**TASK TO COMPLETE**
Print nothing but the lines below starting at the line that holds "dashboard.run_scan(target, true).await;" and ending at the line that holds "let devices = dashboard.controller().devices().len();", including both, each exactly as written.
Start of TASK DATA
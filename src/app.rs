use anyhow::{Context, Result, anyhow};
use serde::{Deserialize, Serialize};
use std::path::PathBuf;
use std::sync::Arc;

use crate::ai::{Advisory, AiSettings, SurfaceHook};
use crate::cli::{usage_text, version_text};
use crate::command::{AppCommand, VoiceAction, interpret_transcript};
use crate::config::ScanSettings;
use crate::dashboard::{Dashboard, VoiceOutcome};
use crate::exports::{REPORT_FILE_NAME, RemediationScript, export_session_json};
use crate::insights::{RiskPenalties, ScoreBands};
use crate::models::{ScanResult, ScanSource};
use crate::view::{RenderFrame, RenderHook, ViewMode};

pub type OutputHook = Arc<dyn Fn(&str) + Send + Sync>;
pub type EventHook = Arc<dyn Fn(&AppEvent) + Send + Sync>;

#[derive(Clone)]
pub struct AppContext {
    scan_settings: ScanSettings,
    ai_settings: AiSettings,
    output_hook: OutputHook,
    event_hook: EventHook,
    render_hook: RenderHook,
    surface_hook: SurfaceHook,
}

#[derive(Debug, Clone, Serialize, Deserialize, PartialEq, Eq)]
#[serde(tag = "kind", rename_all = "snake_case")]
pub enum AppEvent {
    Info {
        message: String,
    },
    Warn {
        message: String,
    },
    Error {
        message: String,
    },
    /// Simulated data or text replaced a collaborator's answer
    Degraded {
        component: String,
        message: String,
    },
    ScanStarted {
        ticket: u64,
        target: String,
    },
    ScanApplied {
        ticket: u64,
        devices: usize,
        source: ScanSource,
    },
    /// A newer scan was issued before this one finished
    ScanDiscarded {
        ticket: u64,
    },
}

#[derive(Debug, Serialize)]
pub struct ScanView {
    pub scan: ScanResult,
    pub mode: ViewMode,
    pub selected: Option<String>,
    pub frame: RenderFrame,
}

#[derive(Debug, Serialize)]
pub struct ReportWritten {
    pub path: PathBuf,
    pub bytes: usize,
    pub devices: usize,
}

#[derive(Debug, Serialize)]
#[serde(tag = "kind", content = "payload", rename_all = "snake_case")]
pub enum AppCommandResult {
    HelpText(String),
    VersionText(String),
    Scan(ScanView),
    Analysis(Advisory),
    Report(ReportWritten),
    Script(RemediationScript),
    Voice {
        action: VoiceAction,
        outcome: VoiceOutcome,
        scan: Option<ScanView>,
        report: Option<ReportWritten>,
    },
}

impl Default for AppContext {
    fn default() -> Self {
        Self::from_env()
    }
}

impl AppContext {
    pub fn from_env() -> Self {
        Self {
            scan_settings: ScanSettings::from_env(),
            ai_settings: AiSettings::from_env(),
            output_hook: Arc::new(|line| println!("{}", line)),
            event_hook: Arc::new(|_| {}),
            render_hook: Arc::new(|_| {}),
            surface_hook: Arc::new(|_| {}),
        }
    }

    pub fn with_scan_settings(mut self, scan_settings: ScanSettings) -> Self {
        self.scan_settings = scan_settings;
        self
    }

    pub fn with_ai_settings(mut self, ai_settings: AiSettings) -> Self {
        self.ai_settings = ai_settings;
        self
    }

    pub fn with_output_hook(mut self, output_hook: OutputHook) -> Self {
        self.output_hook = output_hook;
        self
    }

    pub fn with_event_hook(mut self, event_hook: EventHook) -> Self {
        self.event_hook = event_hook;
        self
    }

    pub fn with_render_hook(mut self, render_hook: RenderHook) -> Self {
        self.render_hook = render_hook;
        self
    }

    pub fn with_surface_hook(mut self, surface_hook: SurfaceHook) -> Self {
        self.surface_hook = surface_hook;
        self
    }

    pub fn scan_settings(&self) -> &ScanSettings {
        &self.scan_settings
    }

    pub fn ai_settings(&self) -> &AiSettings {
        &self.ai_settings
    }

    pub fn render_hook(&self) -> RenderHook {
        Arc::clone(&self.render_hook)
    }

    pub fn surface_hook(&self) -> SurfaceHook {
        Arc::clone(&self.surface_hook)
    }

    pub fn emit_line(&self, line: &str) {
        (self.output_hook)(line);
    }

    pub fn emit_event(&self, event: AppEvent) {
        (self.event_hook)(&event);
    }
}

/// Compatibility wrapper for CLI adapter entrypoint.
pub async fn run<I, S>(args: I) -> Result<()>
where
    I: IntoIterator<Item = S>,
    S: AsRef<str>,
{
    crate::cli_adapter::run(args).await
}

/// Compatibility wrapper for CLI adapter entrypoint.
pub async fn run_with_context<I, S>(args: I, context: &AppContext) -> Result<()>
where
    I: IntoIterator<Item = S>,
    S: AsRef<str>,
{
    crate::cli_adapter::run_with_context(args, context).await
}

/// Execute a pre-parsed command with an explicit execution context.
pub async fn execute_command_with_context(command: AppCommand, context: &AppContext) -> Result<()> {
    let result = execute_command_typed(command, context).await?;
    emit_command_result(&result, context)
}

/// Execute a pre-parsed command and return a strongly-typed result payload.
pub async fn execute_command_typed(
    command: AppCommand,
    context: &AppContext,
) -> Result<AppCommandResult> {
    match command {
        AppCommand::Help => Ok(AppCommandResult::HelpText(usage_text())),
        AppCommand::Version => Ok(AppCommandResult::VersionText(version_text())),
        AppCommand::Scan {
            target,
            deep_scan,
            view,
        } => {
            let dashboard = scanned_dashboard(&target, deep_scan, view, context).await?;
            Ok(AppCommandResult::Scan(scan_view(&dashboard)))
        }
        AppCommand::Analyze { target, device } => {
            let mut dashboard = scanned_dashboard(&target, true, ViewMode::Orbit, context).await?;
            if let Some(address) = device.as_deref() {
                select_or_fail(&mut dashboard, address, &target)?;
            }

            let advisory = dashboard
                .analyze_selected()
                .await
                .ok_or_else(|| anyhow!("Scan of {} found no devices to analyze", target))?;
            Ok(AppCommandResult::Analysis(advisory))
        }
        AppCommand::Report { target, output } => {
            let dashboard = scanned_dashboard(&target, true, ViewMode::Orbit, context).await?;
            let pdf = dashboard.export_report()?;
            let report = write_report(&pdf, output, dashboard.controller().devices().len()).await?;
            Ok(AppCommandResult::Report(report))
        }
        AppCommand::Script {
            target,
            port,
            device,
        } => {
            let mut dashboard = scanned_dashboard(&target, true, ViewMode::Orbit, context).await?;
            if let Some(address) = device.as_deref() {
                select_or_fail(&mut dashboard, address, &target)?;
            }

            let selected = dashboard
                .controller()
                .selected_address()
                .unwrap_or("<none>")
                .to_string();
            dashboard
                .inspect_vulnerability(port)
                .ok_or_else(|| anyhow!("No finding on port {} for device {}", port, selected))?;
            let script = dashboard
                .remediation_script()
                .ok_or_else(|| anyhow!("No finding selected for script generation"))?;
            Ok(AppCommandResult::Script(script))
        }
        AppCommand::Voice {
            transcript,
            target,
            output,
        } => {
            let action = interpret_transcript(&transcript);
            let mut dashboard = Dashboard::new(context)?;

            match (&action, target.as_deref()) {
                (VoiceAction::Scan { .. }, Some(target)) => dashboard.remember_target(target),
                (VoiceAction::Scan { .. } | VoiceAction::Unrecognized, _) => {}
                (_, Some(target)) => {
                    dashboard.run_scan(target, true).await;
                }
                (_, None) => {
                    return Err(anyhow!(
                        "Voice command '{}' needs --target <TARGET> to load a scan first",
                        transcript
                    ));
                }
            }

            let outcome = dashboard.handle_transcript(&transcript).await?;
            let mut scan = None;
            let mut report = None;
            match &outcome {
                VoiceOutcome::Scanned { .. }
                | VoiceOutcome::ViewChanged { .. }
                | VoiceOutcome::ViewUnchanged { .. } => scan = Some(scan_view(&dashboard)),
                VoiceOutcome::ReportExported { pdf, .. } => {
                    let devices = dashboard.controller().devices().len();
                    report = Some(write_report(pdf, output, devices).await?);
                }
                VoiceOutcome::Unrecognized => context.emit_event(AppEvent::Warn {
                    message: format!("Voice command not recognized: {}", transcript),
                }),
            }

            Ok(AppCommandResult::Voice {
                action,
                outcome,
                scan,
                report,
            })
        }
    }
}

async fn write_report(pdf: &[u8], output: Option<PathBuf>, devices: usize) -> Result<ReportWritten> {
    let path = output.unwrap_or_else(|| PathBuf::from(REPORT_FILE_NAME));
    tokio::fs::write(&path, pdf)
        .await
        .with_context(|| format!("Failed to write report to {}", path.display()))?;

    Ok(ReportWritten {
        path,
        bytes: pdf.len(),
        devices,
    })
}

async fn scanned_dashboard(
    target: &str,
    deep_scan: bool,
    view: ViewMode,
    context: &AppContext,
) -> Result<Dashboard> {
    let mut dashboard = Dashboard::new(context)?;
    dashboard.show(view);
    dashboard.run_scan(target, deep_scan).await;
    Ok(dashboard)
}

fn select_or_fail(dashboard: &mut Dashboard, address: &str, target: &str) -> Result<()> {
    if dashboard.select_device(address) {
        Ok(())
    } else {
        Err(anyhow!("Device {} not found in scan of {}", address, target))
    }
}

fn scan_view(dashboard: &Dashboard) -> ScanView {
    let controller = dashboard.controller();
    ScanView {
        scan: ScanResult {
            target: dashboard.target().unwrap_or_default().to_string(),
            source: controller.source().unwrap_or(ScanSource::Live),
            devices: controller.devices().to_vec(),
        },
        mode: controller.mode(),
        selected: controller.selected_address().map(str::to_string),
        frame: controller.active_frame(),
    }
}

fn emit_scan_view(view: &ScanView, context: &AppContext) -> Result<()> {
    let session = export_session_json(&view.scan, &RiskPenalties::default(), &ScoreBands::default())
        .context("Failed to serialize scan session JSON")?;
    context.emit_line(&session);

    let frame =
        serde_json::to_string_pretty(&view.frame).context("Failed to serialize view frame")?;
    context.emit_line(&frame);
    Ok(())
}

fn emit_command_result(result: &AppCommandResult, context: &AppContext) -> Result<()> {
    match result {
        AppCommandResult::HelpText(text) => {
            context.emit_line(text);
            Ok(())
        }
        AppCommandResult::VersionText(text) => {
            context.emit_line(text);
            Ok(())
        }
        AppCommandResult::Scan(view) => emit_scan_view(view, context),
        AppCommandResult::Analysis(advisory) => {
            context.emit_line(&advisory.text);
            Ok(())
        }
        AppCommandResult::Report(report) => {
            emit_report_written(report, context);
            Ok(())
        }
        AppCommandResult::Script(script) => {
            context.emit_line(&script.content);
            Ok(())
        }
        AppCommandResult::Voice {
            action,
            scan,
            report,
            ..
        } => {
            let output =
                serde_json::to_string_pretty(action).context("Failed to serialize voice action")?;
            context.emit_line(&output);
            if let Some(report) = report {
                emit_report_written(report, context);
            }
            match scan {
                Some(view) => emit_scan_view(view, context),
                None => Ok(()),
            }
        }
    }
}

fn emit_report_written(report: &ReportWritten, context: &AppContext) {
    context.emit_line(&format!(
        "Report written to {} ({} bytes, {} devices)",
        report.path.display(),
        report.bytes,
        report.devices
    ));
}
End of TASK DATA
**WORKED SOLUTION**
                    dashboard.run_scan(target, true).await;
                }
                (_, None) => {
                    return Err(anyhow!(
                        "Voice command '{}' needs --target <TARGET> to load a scan first",
                        transcript
                    ));
                }
            }

            let outcome = dashboard.handle_transcript(&transcript).await?;
            let mut scan = None;
            let mut report = None;
            match &outcome {
                VoiceOutcome::Scanned { .. }
                | VoiceOutcome::ViewChanged { .. }
                | VoiceOutcome::ViewUnchanged { .. } => scan = Some(scan_view(&dashboard)),
                VoiceOutcome::ReportExported { pdf, .. } => {
                    let devices = dashboard.controller().devices().len();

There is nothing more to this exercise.